|Summerbelle Final Art (detail)- Greg Newbold- digital|
I just finished up the illustration for the Summerbelle fruit carton. It's always fun to work with John Ball at BDG. I really enjoyed the process and it turned out to be one of my favorite jobs of the year so far with virtually no changes. I have to reinforce the fact that I followed all the steps that I have taught to students in the past which basically follows the basic recipe for illustration success. I have outlined it before, but it bears repeating:
1-Think. Get the idea right in your mind before you start, so you have a target you are shooting for. Think of possible alternate solutions and list them. On this job, it was pretty clear what the intention was, but I brought the idea of the umbrella to the solution which ultimately was what worked best.
2- Thumbnail Sketches. This is the most basic form of ideation on paper. Don't just chicken scratch out something vague and indecipherable. Take some care to get proportions, shape relationships, angles, POV, and value patterns defined at this stage. No details yet, but the "skeleton" is established. I made sure the angles of the pose were as dynamic as possible given the parameters of the space.
|Final Summerbelle Art by Greg Newbold with graphic design by John Ball|
3- Reference Gathering. In this case, I went to the trouble of renting a real costume and props from a professional theater resource. It cost a little more, but this was a good paying project and it was worth the added expense. I posed my model based on my thumbnail ideas and took lots of photos. I gave myself 2-3 alternate poses as well in case the client did not like what I proposed. I submitted two versions for consideration and the umbrella pose won out. Having great photo reference saved endless headaches and guessing.

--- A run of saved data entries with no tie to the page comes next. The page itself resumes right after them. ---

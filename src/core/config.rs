//! # Supervisor configuration.
//!
//! Provides [`SupervisorConfig`], the settings shared by every unit of one
//! supervisor:
//! 1. **Supervisor creation**: `Supervisor::builder(config)`
//! 2. **Unit defaults**: retry delay for units registered without one
//!
//! ## Environment overrides
//! [`SupervisorConfig::from_env`] reads:
//! - `UNITVISOR_SERVICE_NAME` → `service_name`
//! - `UNITVISOR_SYSLOG`       → `syslog` (`true`/`false`/`1`/`0`...)
//! - `UNITVISOR_RETRY_DELAY`  → constant `backoff` (`"500ms"`, `"2s"`...)

use std::time::Duration;

use crate::error::EnvError;
use crate::logging::SyslogSink;
use crate::namespace::{Bind, Binder, Env};
use crate::policies::BackoffPolicy;

/// Default syslog tag.
pub const DEFAULT_SERVICE_NAME: &str = "unitvisor-daemon";

/// Settings of one supervisor.
///
/// ## Field semantics
/// - `service_name`: tag attached to system log records
/// - `syslog`: mirror fatal/error records of async units to the system log
/// - `backoff`: delay between failed attempts for units without their own (default: none)
#[derive(Clone, Debug)]
pub struct SupervisorConfig {
    /// Tag used for system log records.
    pub service_name: String,

    /// Mirror panics and async start failures to the system log (unix only).
    pub syslog: bool,

    /// Default delay policy between failed `on_start` attempts.
    ///
    /// Overridden per unit by `UnitOptions::with_restart_delay`/`with_backoff`.
    pub backoff: BackoffPolicy,
}

impl SupervisorConfig {
    /// Default configuration with overrides from the process environment.
    pub fn from_env() -> Result<Self, EnvError> {
        Self::from_env_snapshot(&Env::process())
    }

    /// Default configuration with overrides from `env`.
    pub fn from_env_snapshot(env: &Env) -> Result<Self, EnvError> {
        let mut cfg = Self::default();
        env.assign(&mut cfg)?;
        Ok(cfg)
    }

    /// Builds the system log sink described by this config.
    pub fn syslog_sink(&self) -> SyslogSink {
        if self.syslog {
            SyslogSink::new(self.service_name.as_str())
        } else {
            SyslogSink::disabled()
        }
    }
}

impl Default for SupervisorConfig {
    /// - `service_name = "unitvisor-daemon"`
    /// - `syslog = true`
    /// - `backoff = BackoffPolicy::default()` (no delay)
    fn default() -> Self {
        Self {
            service_name: DEFAULT_SERVICE_NAME.to_string(),
            syslog: true,
            backoff: BackoffPolicy::default(),
        }
    }
}

impl Bind for SupervisorConfig {
    fn bind(&mut self, b: &mut Binder<'_>) -> Result<(), EnvError> {
        b.optional("unitvisor_service_name", &mut self.service_name)?;
        b.optional("unitvisor_syslog", &mut self.syslog)?;

        if b.contains("unitvisor_retry_delay") {
            let mut delay = Duration::ZERO;
            b.required("unitvisor_retry_delay", &mut delay)?;
            self.backoff = BackoffPolicy::constant(delay);
        }
        Ok(())
    }
}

4- Final Drawing. I draw my final drawings by hand despite the fact that this project and most of my illustration work is painted digitally. This gives me a chance to make adjustments and edits that deviate from the reference material, to stylize and to generally put my personal fingerprints on a piece.
5- Value Study. I made sure that my final drawing had the values and shadows established in a monochromatic fashion. My actual physical drawing has a certain amount of value in it and I reinforced it with multiply layer glazes of gray before stepping to color.
|Summerbelle carton looking sweet with art on three sides|
6- Color Study. I work out the color plan before diving in. When I don't, disasters happen. I've been doing this for a long time, so I admit that sometimes this is a mental color study for me. I thought about how I wanted the colors to pop based on the input from the client. The overall desire was that it wanted to fell light and summery. I did a quick Photoshop paint over on top of my sketch at a small size just to reinforce my instincts and then dove into the final art.
7- Final Art. At this point, most of the questions had been asked and answered. It was just a matter of getting all the details painted and then making sure the nuances were appealing. For instance, I went back into the shadows of the skin tones to bring some cool light into the up facing planes and warming up the down facing planes or adding reflected color as in the underside of the arm picking up the orange glow of the citrus fruit.